In the records, find every line with the word "Bytes" and copy it out.

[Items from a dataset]
----

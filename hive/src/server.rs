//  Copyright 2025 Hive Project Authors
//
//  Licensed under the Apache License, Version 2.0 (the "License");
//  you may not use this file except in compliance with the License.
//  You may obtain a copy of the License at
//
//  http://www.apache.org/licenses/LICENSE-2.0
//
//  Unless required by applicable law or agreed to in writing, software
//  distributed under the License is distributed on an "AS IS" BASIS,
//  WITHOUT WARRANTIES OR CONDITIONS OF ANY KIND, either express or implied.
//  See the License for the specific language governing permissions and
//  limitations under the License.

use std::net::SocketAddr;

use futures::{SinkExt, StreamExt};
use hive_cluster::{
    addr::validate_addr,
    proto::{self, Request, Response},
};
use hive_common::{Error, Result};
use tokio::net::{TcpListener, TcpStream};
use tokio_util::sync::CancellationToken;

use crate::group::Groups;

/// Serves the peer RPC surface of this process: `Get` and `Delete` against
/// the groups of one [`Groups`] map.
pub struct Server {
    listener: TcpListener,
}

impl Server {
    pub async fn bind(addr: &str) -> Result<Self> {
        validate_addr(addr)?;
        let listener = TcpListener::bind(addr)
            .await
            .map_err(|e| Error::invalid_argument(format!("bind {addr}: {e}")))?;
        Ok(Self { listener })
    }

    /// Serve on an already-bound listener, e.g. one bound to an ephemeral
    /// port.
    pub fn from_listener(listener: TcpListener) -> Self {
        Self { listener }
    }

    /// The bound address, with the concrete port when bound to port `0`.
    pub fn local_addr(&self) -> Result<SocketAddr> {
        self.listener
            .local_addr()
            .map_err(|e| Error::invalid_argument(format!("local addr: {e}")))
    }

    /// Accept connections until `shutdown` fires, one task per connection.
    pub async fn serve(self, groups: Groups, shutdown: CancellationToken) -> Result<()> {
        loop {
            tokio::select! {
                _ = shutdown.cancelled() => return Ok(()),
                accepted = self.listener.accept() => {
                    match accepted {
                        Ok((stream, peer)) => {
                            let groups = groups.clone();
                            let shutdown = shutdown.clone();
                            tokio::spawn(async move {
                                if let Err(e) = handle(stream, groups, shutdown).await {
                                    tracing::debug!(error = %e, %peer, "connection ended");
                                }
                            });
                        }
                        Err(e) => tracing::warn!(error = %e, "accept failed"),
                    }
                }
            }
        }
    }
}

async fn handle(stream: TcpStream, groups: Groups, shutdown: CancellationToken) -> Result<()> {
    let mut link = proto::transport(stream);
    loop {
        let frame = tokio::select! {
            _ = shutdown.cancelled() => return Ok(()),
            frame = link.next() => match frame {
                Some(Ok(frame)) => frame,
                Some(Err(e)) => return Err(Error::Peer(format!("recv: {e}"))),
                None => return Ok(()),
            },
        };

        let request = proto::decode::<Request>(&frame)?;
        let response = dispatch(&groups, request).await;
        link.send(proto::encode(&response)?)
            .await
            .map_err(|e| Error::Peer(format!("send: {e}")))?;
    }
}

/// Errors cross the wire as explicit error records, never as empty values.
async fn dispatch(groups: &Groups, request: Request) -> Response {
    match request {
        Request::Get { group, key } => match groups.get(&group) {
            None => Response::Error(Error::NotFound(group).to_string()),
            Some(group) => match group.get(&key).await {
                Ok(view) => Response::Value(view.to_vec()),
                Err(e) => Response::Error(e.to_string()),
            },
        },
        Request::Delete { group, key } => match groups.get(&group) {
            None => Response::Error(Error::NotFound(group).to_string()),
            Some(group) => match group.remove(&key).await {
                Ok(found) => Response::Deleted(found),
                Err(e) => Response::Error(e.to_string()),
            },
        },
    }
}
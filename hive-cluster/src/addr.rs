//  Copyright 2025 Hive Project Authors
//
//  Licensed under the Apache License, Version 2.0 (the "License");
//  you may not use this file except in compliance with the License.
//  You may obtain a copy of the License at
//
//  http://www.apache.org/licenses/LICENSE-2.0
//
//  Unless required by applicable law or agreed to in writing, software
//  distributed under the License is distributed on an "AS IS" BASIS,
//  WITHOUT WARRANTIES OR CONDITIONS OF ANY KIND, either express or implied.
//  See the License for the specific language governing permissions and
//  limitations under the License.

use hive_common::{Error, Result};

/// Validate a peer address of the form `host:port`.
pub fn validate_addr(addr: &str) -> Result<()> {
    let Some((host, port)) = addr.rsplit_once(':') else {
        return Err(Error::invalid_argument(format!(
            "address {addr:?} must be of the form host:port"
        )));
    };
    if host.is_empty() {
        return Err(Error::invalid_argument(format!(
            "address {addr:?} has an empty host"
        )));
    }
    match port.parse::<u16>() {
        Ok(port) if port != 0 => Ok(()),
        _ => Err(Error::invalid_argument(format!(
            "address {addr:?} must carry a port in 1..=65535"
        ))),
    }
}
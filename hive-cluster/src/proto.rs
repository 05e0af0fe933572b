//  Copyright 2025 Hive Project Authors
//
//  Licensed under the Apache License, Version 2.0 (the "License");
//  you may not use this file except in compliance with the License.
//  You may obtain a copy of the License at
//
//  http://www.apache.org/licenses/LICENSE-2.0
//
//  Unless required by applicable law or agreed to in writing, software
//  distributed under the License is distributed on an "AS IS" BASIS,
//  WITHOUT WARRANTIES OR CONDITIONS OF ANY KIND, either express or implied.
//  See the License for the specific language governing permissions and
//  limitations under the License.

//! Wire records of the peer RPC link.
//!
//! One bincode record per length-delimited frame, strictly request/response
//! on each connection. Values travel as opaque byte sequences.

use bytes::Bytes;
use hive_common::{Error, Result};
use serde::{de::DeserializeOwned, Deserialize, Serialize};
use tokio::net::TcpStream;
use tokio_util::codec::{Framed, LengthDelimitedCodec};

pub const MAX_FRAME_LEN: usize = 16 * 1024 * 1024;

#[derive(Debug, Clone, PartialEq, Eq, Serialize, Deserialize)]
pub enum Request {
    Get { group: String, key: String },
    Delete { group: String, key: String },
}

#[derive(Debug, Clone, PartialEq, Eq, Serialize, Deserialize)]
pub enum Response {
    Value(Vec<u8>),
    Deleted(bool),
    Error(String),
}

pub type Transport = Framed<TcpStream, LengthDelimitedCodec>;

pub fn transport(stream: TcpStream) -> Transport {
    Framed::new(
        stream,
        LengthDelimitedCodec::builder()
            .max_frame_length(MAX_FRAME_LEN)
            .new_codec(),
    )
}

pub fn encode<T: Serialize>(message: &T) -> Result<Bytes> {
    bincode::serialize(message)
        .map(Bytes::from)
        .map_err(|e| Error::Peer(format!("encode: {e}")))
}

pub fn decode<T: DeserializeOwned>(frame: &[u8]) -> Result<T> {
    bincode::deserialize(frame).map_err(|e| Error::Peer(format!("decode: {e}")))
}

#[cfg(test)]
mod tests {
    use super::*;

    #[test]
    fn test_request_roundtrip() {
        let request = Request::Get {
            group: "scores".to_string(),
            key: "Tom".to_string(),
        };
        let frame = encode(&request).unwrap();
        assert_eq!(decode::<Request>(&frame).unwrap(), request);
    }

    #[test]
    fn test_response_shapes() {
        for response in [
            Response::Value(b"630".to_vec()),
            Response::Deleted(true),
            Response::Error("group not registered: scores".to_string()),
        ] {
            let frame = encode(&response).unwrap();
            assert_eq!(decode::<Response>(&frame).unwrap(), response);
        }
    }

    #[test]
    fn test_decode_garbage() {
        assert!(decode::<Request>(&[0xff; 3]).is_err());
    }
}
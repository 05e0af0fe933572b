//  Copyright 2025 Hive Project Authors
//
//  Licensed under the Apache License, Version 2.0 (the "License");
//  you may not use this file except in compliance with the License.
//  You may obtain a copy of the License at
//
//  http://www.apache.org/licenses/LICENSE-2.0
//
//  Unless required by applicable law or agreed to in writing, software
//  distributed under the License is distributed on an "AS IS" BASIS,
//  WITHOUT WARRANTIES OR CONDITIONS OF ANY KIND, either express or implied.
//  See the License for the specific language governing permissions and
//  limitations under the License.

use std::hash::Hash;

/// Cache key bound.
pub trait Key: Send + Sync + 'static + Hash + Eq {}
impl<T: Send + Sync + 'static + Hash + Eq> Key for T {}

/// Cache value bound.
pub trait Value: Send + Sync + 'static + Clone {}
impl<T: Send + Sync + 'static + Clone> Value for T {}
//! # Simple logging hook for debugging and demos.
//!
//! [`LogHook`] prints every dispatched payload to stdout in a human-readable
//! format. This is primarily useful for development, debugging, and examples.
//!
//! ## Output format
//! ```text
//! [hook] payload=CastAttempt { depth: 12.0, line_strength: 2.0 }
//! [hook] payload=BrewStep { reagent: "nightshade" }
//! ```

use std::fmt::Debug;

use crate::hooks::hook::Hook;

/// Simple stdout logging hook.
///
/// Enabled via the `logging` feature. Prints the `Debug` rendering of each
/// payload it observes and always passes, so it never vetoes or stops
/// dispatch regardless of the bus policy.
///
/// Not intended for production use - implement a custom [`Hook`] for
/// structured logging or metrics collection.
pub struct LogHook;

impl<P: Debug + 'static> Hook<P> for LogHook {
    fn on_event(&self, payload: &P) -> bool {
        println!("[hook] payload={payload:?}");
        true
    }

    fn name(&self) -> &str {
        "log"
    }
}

----

• [EXERCISE RESULT]:
use bytes::Bytes;
pub fn encode<T: Serialize>(message: &T) -> Result<Bytes> {
        .map(Bytes::from)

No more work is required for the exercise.